From the very beginning this film intrigues the viewer and is highly unsettling at the same time. The opening film logos and credits are accompanied by an eerie song that sounds like its straight out of the Victorian era. Birds can be heard chirping on the soundtrack and we also hear the whimpers of a woman.

We then see a distraught woman (who we later learn to be Miss Giddens), her hands clasped together in prayer, we see that she is deeply distressed, but we have no idea why she is, nor do we have any idea about what is going on. I think this is such a good way to open the film as it sets up the tone and atmosphere of the film right away,  and it also really makes you wonder about what you are seeing unfold before your eyes.

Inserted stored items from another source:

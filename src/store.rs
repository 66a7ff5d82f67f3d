//! Shared atomic store abstraction.
//!
//! Every rate-limit bucket, threat counter, feature statistic, and deferred queue lives behind
//! [`AtomicStore`]. Each method is one indivisible read-modify-write: two processes evaluating
//! the same key concurrently must never both observe the pre-decrement state. Backends honor
//! this with their native facility:
//!
//! - [`MemoryStore`] runs every operation under a single mutex (single process).
//! - `tollgate-redis` runs every operation as one Lua script (many processes).
//!
//! Callers never compose a read and a write into two round trips.

use std::time::Duration;

use async_trait::async_trait;

use crate::error::StoreError;

pub mod memory;
pub use memory::MemoryStore;

/// Result of one token-bucket acquisition.
#[derive(Debug, Clone, Copy, PartialEq)]
pub struct TokenBucketOutcome {
    /// Whether `cost` was deducted.
    pub allowed: bool,
    /// Tokens left after refill (and deduction when allowed).
    pub tokens: f64,
}

/// Result of one sliding-window evaluation.
#[derive(Debug, Clone, Copy, PartialEq, Eq)]
pub struct SlidingWindowOutcome {
    /// Whether the request timestamp was recorded.
    pub allowed: bool,
    /// Entries inside the full window after evaluation.
    pub count: u64,
    /// Entries inside the burst sub-window after evaluation.
    pub burst_count: u64,
    /// Oldest timestamp still inside the window.
    pub oldest_ms: Option<u64>,
}

/// Online accumulator for one numeric feature.
#[derive(Debug, Clone, Copy, PartialEq, Default)]
pub struct FeatureStat {
    /// Number of samples.
    pub count: u64,
    /// Sum of samples.
    pub sum: f64,
    /// Sum of squared samples.
    pub sum_of_squares: f64,
}

impl FeatureStat {
    /// Mean of the samples, `0.0` when empty.
    pub fn mean(&self) -> f64 {
        if self.count == 0 {
            0.0
        } else {
            self.sum / self.count as f64
        }
    }

    /// Population variance, clamped at zero against rounding.
    pub fn variance(&self) -> f64 {
        if self.count == 0 {
            return 0.0;
        }
        let mean = self.mean();
        (self.sum_of_squares / self.count as f64 - mean * mean).max(0.0)
    }

    /// Population standard deviation.
    pub fn stddev(&self) -> f64 {
        self.variance().sqrt()
    }
}

/// Queue member together with its ordering score.
#[derive(Debug, Clone, PartialEq, Eq)]
pub struct QueueItem {
    /// Opaque serialized payload.
    pub member: String,
    /// Lower scores are claimed first.
    pub score: u64,
}

/// Result of a capacity-bounded queue push.
#[derive(Debug, Clone, Copy, PartialEq, Eq)]
pub enum BoundedPush {
    /// Inserted at this 1-based rank.
    Queued { position: usize },
    /// Refused; the queue already held `occupancy` members.
    Full { occupancy: usize },
}

/// Atomic operations over shared admission state.
#[async_trait]
pub trait AtomicStore: Send + Sync + std::fmt::Debug {
    /// Refill `key` lazily at `capacity` tokens per minute, then deduct `cost` if available.
    /// A missing bucket starts full.
    async fn token_bucket(
        &self,
        key: &str,
        capacity: f64,
        cost: f64,
        now_ms: u64,
        ttl: Duration,
    ) -> Result<TokenBucketOutcome, StoreError>;

    /// Refilled token count for `key` without deducting anything.
    async fn peek_token_bucket(
        &self,
        key: &str,
        capacity: f64,
        now_ms: u64,
    ) -> Result<f64, StoreError>;

    /// Purge timestamps older than `window_ms`, then record `now_ms` iff the window holds fewer
    /// than `limit` entries and the last `burst_window_ms` fewer than `burst`.
    #[allow(clippy::too_many_arguments)]
    async fn sliding_window(
        &self,
        key: &str,
        limit: u64,
        burst: u64,
        window_ms: u64,
        burst_window_ms: u64,
        now_ms: u64,
    ) -> Result<SlidingWindowOutcome, StoreError>;

    /// Increment a counter, setting `ttl` on creation; returns the new value.
    async fn incr(&self, key: &str, ttl: Duration) -> Result<u64, StoreError>;

    /// Count events in the trailing `window_ms`, optionally recording `now_ms` first.
    async fn count_events(
        &self,
        key: &str,
        now_ms: u64,
        window_ms: u64,
        record: bool,
    ) -> Result<u64, StoreError>;

    /// Append `value` to a capped list (oldest dropped) and return the list, oldest first.
    async fn push_recent(
        &self,
        key: &str,
        value: String,
        max_len: usize,
        ttl: Duration,
    ) -> Result<Vec<String>, StoreError>;

    /// Set a flag that expires after `ttl`.
    async fn set_flag(&self, key: &str, ttl: Duration) -> Result<(), StoreError>;

    /// Remaining lifetime of a flag, `None` when absent.
    async fn flag_ttl(&self, key: &str) -> Result<Option<Duration>, StoreError>;

    /// Read a feature accumulator.
    async fn stat_get(&self, name: &str) -> Result<Option<FeatureStat>, StoreError>;

    /// Add one sample to a feature accumulator and refresh its TTL.
    async fn stat_add(&self, name: &str, value: f64, ttl: Duration) -> Result<(), StoreError>;

    /// Insert `member` into `queue`, refreshing the queue TTL. The member becomes claimable
    /// once `now >= not_before_ms`. Returns its 1-based position among pending members.
    async fn queue_push(
        &self,
        queue: &str,
        member: &str,
        score: u64,
        not_before_ms: u64,
        ttl: Duration,
    ) -> Result<usize, StoreError>;

    /// Same as [`queue_push`](Self::queue_push), but only while pending plus in-flight members
    /// number fewer than `limit`. The length check and the insert are one operation.
    async fn queue_push_bounded(
        &self,
        queue: &str,
        member: &str,
        score: u64,
        not_before_ms: u64,
        ttl: Duration,
        limit: usize,
    ) -> Result<BoundedPush, StoreError>;

    /// Pending plus in-flight members.
    async fn queue_len(&self, queue: &str) -> Result<usize, StoreError>;

    /// Move up to `max` due members, lowest score first, into the in-flight set with a lease
    /// ending at `now_ms + lease_ms`.
    async fn queue_claim(
        &self,
        queue: &str,
        max: usize,
        now_ms: u64,
        lease_ms: u64,
    ) -> Result<Vec<QueueItem>, StoreError>;

    /// Drop an in-flight member. Returns whether it was held.
    async fn queue_ack(&self, queue: &str, member: &str) -> Result<bool, StoreError>;

    /// Pending members, lowest score first.
    async fn queue_members(&self, queue: &str) -> Result<Vec<QueueItem>, StoreError>;

    /// Remove a pending member. Returns whether it was present.
    async fn queue_remove(&self, queue: &str, member: &str) -> Result<bool, StoreError>;

    /// Return in-flight members whose lease ended before `now_ms` to the pending set.
    async fn queue_recover_leases(&self, queue: &str, now_ms: u64) -> Result<usize, StoreError>;

    /// Names of queues that currently hold members.
    async fn queue_names(&self) -> Result<Vec<String>, StoreError>;
}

The unsettling atmosphere continues as Jack Clayton goes against horror traditions and has many of the scary moments in the film take place in the daytime. Traditionally the day is a safe time in horror films, but in this film there is little respite from the horror and suspense we are witnessing on screen. 

The young and repressed Miss Giddens (Deborah Kerr)becomes the new governess of two adorable siblings, Flora and Miles (Pamela Franklin and Martin Stephens). As time goes on she begins to suspect that the two children are possessed by the spirits of two dead former servants, the violent Quint, and the besotted and fragile Miss Jessel(Peter Wyngarde and Clytie Jessop.) 

Miss Giddens notices that the siblings behave very oddly and that they seem to be aware of things that nobody else is aware of. Miles also acts very much like an adult in the way he speaks and behaves. There is just something not right about him at all and he is so unsettling to be around.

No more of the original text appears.